TASK PROMPT>
Using the listing below, set down exactly the lines starting at the line that contains "pub fn new() -> Arc<Self>" and ending at the line that contains "fn open(&self, path: &Path)", both included, and no others.
┌──
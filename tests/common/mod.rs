//! Shared fixtures: a fake PDF engine and archive builders
//!
//! Fake documents are text files starting with `%PDF-FAKE\n`; pages are
//! separated by form feeds. Anything else fails to open.

#![allow(dead_code)]

use std::fs;
use std::path::{Path, PathBuf};
use std::sync::atomic::{AtomicUsize, Ordering};
use std::sync::Arc;
use std::time::{Duration, SystemTime, UNIX_EPOCH};

use archive_server::archive::{ArchiveOptions, ArchiveService};
use archive_server::pdf::{PdfDocument, PdfEngine, PdfError, PdfPage};
use image::RgbImage;
use tempfile::TempDir;

pub const FAKE_MAGIC: &str = "%PDF-FAKE\n";

#[derive(Default)]
pub struct FakeEngine {
    opens: AtomicUsize,
    renders: Arc<AtomicUsize>,
}

impl FakeEngine {
    pub fn new() -> Arc<Self> {
        Arc::new(Self::default())
    }

    pub fn opens(&self) -> usize {
        self.opens.load(Ordering::SeqCst)
    }

    pub fn renders(&self) -> usize {
        self.renders.load(Ordering::SeqCst)
    }
}

impl PdfEngine for FakeEngine {
    fn open(&self, path: &Path) -> Result<Box<dyn PdfDocument>, PdfError> {
        self.opens.fetch_add(1, Ordering::SeqCst);
        let data = fs::read(path).map_err(|e| PdfError::Open(e.to_string()))?;
        let text = String::from_utf8_lossy(&data).into_owned();
        let body = text
            .strip_prefix(FAKE_MAGIC)
            .ok_or_else(|| PdfError::Open(format!("{} is not a PDF", path.display())))?;
        let pages = if body.is_empty() {
            Vec::new()
        } else {
            body.split('\x0c').map(str::to_string).collect()
        };
        Ok(Box::new(FakeDocument {
            pages,
            renders: Arc::clone(&self.renders),
        }))
    }
}

struct FakeDocument {
    pages: Vec<String>,
    renders: Arc<AtomicUsize>,
}

impl PdfDocument for FakeDocument {
    fn page_count(&self) -> Result<usize, PdfError> {
        Ok(self.pages.len())
    }

    fn page(&self, index: usize) -> Result<Box<dyn PdfPage + '_>, PdfError> {
        let text = self
            .pages
            .get(index)
            .ok_or(PdfError::PageNotFound(index, self.pages.len()))?;
        Ok(Box::new(FakePage {
            text,
            renders: &self.renders,
        }))
    }
}

struct FakePage<'a> {
    text: &'a str,
    renders: &'a AtomicUsize,
}

impl PdfPage for FakePage<'_> {
    fn text(&self) -> Result<String, PdfError> {
        Ok(self.text.to_string())
    }

    fn render(&self, dpi: f32) -> Result<RgbImage, PdfError> {
        self.renders.fetch_add(1, Ordering::SeqCst);
        let side = (dpi / 72.0).ceil() as u32 * 4;
        let shade = (self.text.len() % 256) as u8;
        Ok(RgbImage::from_pixel(side, side, image::Rgb([shade, 128, 255 - shade])))
    }
}

/// Write a fake PDF with the given page texts
pub fn write_pdf(path: &Path, pages: &[&str]) {
    if let Some(parent) = path.parent() {
        fs::create_dir_all(parent).unwrap();
    }
    let content = format!("{}{}", FAKE_MAGIC, pages.join("\x0c"));
    fs::write(path, content).unwrap();
}

/// Write a file the fake engine refuses to open
pub fn write_corrupt(path: &Path) {
    if let Some(parent) = path.parent() {
        fs::create_dir_all(parent).unwrap();
    }
    fs::write(path, b"garbage").unwrap();
}

/// Set a file's modification time to `secs` after the epoch
pub fn set_mtime(path: &Path, secs: u64) -> SystemTime {
    let time = UNIX_EPOCH + Duration::from_secs(secs);
    fs::File::options()
        .write(true)
        .open(path)
        .unwrap()
        .set_modified(time)
        .unwrap();
    time
}

/// A temporary archive root, canonicalized like the server does
pub struct TestArchive {
    _dir: TempDir,
    pub root: PathBuf,
}

impl TestArchive {
    pub fn new() -> Self {
        let dir = TempDir::new().unwrap();
        let root = fs::canonicalize(dir.path()).unwrap();
        Self { _dir: dir, root }
    }

    pub fn path(&self, relative: &str) -> PathBuf {
        self.root.join(relative)
    }

    pub fn service(&self, engine: Arc<FakeEngine>) -> ArchiveService {
        ArchiveService::new(self.root.clone(), engine, ArchiveOptions::default())
    }
}
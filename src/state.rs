//! Application state management

use std::sync::Arc;

use crate::archive::ArchiveService;
use crate::auth::Credentials;
use crate::config::Config;
use crate::pdf::PdfEngine;

/// Shared application state
#[derive(Clone)]
pub struct AppState {
    inner: Arc<AppStateInner>,
}

struct AppStateInner {
    archive: ArchiveService,
    credentials: Credentials,
}

impl AppState {
    pub fn new(archive: ArchiveService, credentials: Credentials) -> Self {
        Self {
            inner: Arc::new(AppStateInner {
                archive,
                credentials,
            }),
        }
    }

    /// Build the state for a validated configuration
    pub fn from_config(config: &Config, engine: Arc<dyn PdfEngine>) -> Self {
        let archive = ArchiveService::new(
            config.archive.path.clone(),
            engine,
            config.archive_options(),
        );
        Self::new(archive, config.credentials())
    }

    /// Get the archive service
    pub fn archive(&self) -> &ArchiveService {
        &self.inner.archive
    }

    /// Get the accepted credentials
    pub fn credentials(&self) -> &Credentials {
        &self.inner.credentials
    }
}
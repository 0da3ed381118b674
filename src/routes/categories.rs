//! Category listing endpoint

use axum::{extract::State, routing::get, Json, Router};

use crate::archive::CategoryInfo;
use crate::error::Result;
use crate::state::AppState;

/// Create the categories router
pub fn router() -> Router<AppState> {
    Router::new().route("/categories/", get(list_categories))
}

/// Count the documents of every category
async fn list_categories(State(state): State<AppState>) -> Result<Json<Vec<CategoryInfo>>> {
    Ok(Json(state.archive().list_categories().await?))
}
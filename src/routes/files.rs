//! Original file download
//!
//! `GET /doc/:id` streams the PDF of a document that has already been listed.

use axum::{
    body::Body,
    extract::{Path, State},
    http::{header, StatusCode},
    response::Response,
    routing::get,
    Router,
};
use tokio_util::io::ReaderStream;

use crate::archive::ArchiveError;
use crate::error::{AppError, Result};
use crate::state::AppState;

use super::documents::parse_id;

/// Create the files router
pub fn router() -> Router<AppState> {
    Router::new().route("/doc/:id", get(serve_document))
}

/// Stream the original PDF
async fn serve_document(State(state): State<AppState>, Path(id): Path<String>) -> Result<Response> {
    let id = parse_id(&id)?;
    let record = state.archive().document(id).await?;

    let file = tokio::fs::File::open(&record.path)
        .await
        .map_err(|e| ArchiveError::io(&record.path, e))?;
    let size = file
        .metadata()
        .await
        .map_err(|e| ArchiveError::io(&record.path, e))?
        .len();

    tracing::debug!("Transferring document {} ({} bytes)", record.path.display(), size);
    let body = Body::from_stream(ReaderStream::new(file));

    Response::builder()
        .status(StatusCode::OK)
        .header(header::CONTENT_TYPE, "application/pdf")
        .header(header::CONTENT_LENGTH, size)
        .header(
            header::CONTENT_DISPOSITION,
            format!("inline; filename=\"{}\"", header_safe_filename(&record.name)),
        )
        .body(body)
        .map_err(|e| AppError::Internal(e.to_string()))
}

/// Drop characters that cannot appear inside a quoted header parameter
fn header_safe_filename(name: &str) -> String {
    name.chars()
        .filter(|c| !c.is_control() && *c != '"' && *c != '\\')
        .collect()
}

#[cfg(test)]
mod tests {
    use super::*;

    #[test]
    fn test_header_safe_filename() {
        assert_eq!(header_safe_filename("report.pdf"), "report.pdf");
        assert_eq!(header_safe_filename("a\"b\\c\n.pdf"), "abc.pdf");
    }
}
└──
SOLVED PROBLEM>
    pub fn new() -> Arc<Self> {
        Arc::new(Self::default())
    }

    pub fn opens(&self) -> usize {
        self.opens.load(Ordering::SeqCst)
    }

    pub fn renders(&self) -> usize {
        self.renders.load(Ordering::SeqCst)
    }
}

impl PdfEngine for FakeEngine {
    fn open(&self, path: &Path) -> Result<Box<dyn PdfDocument>, PdfError> {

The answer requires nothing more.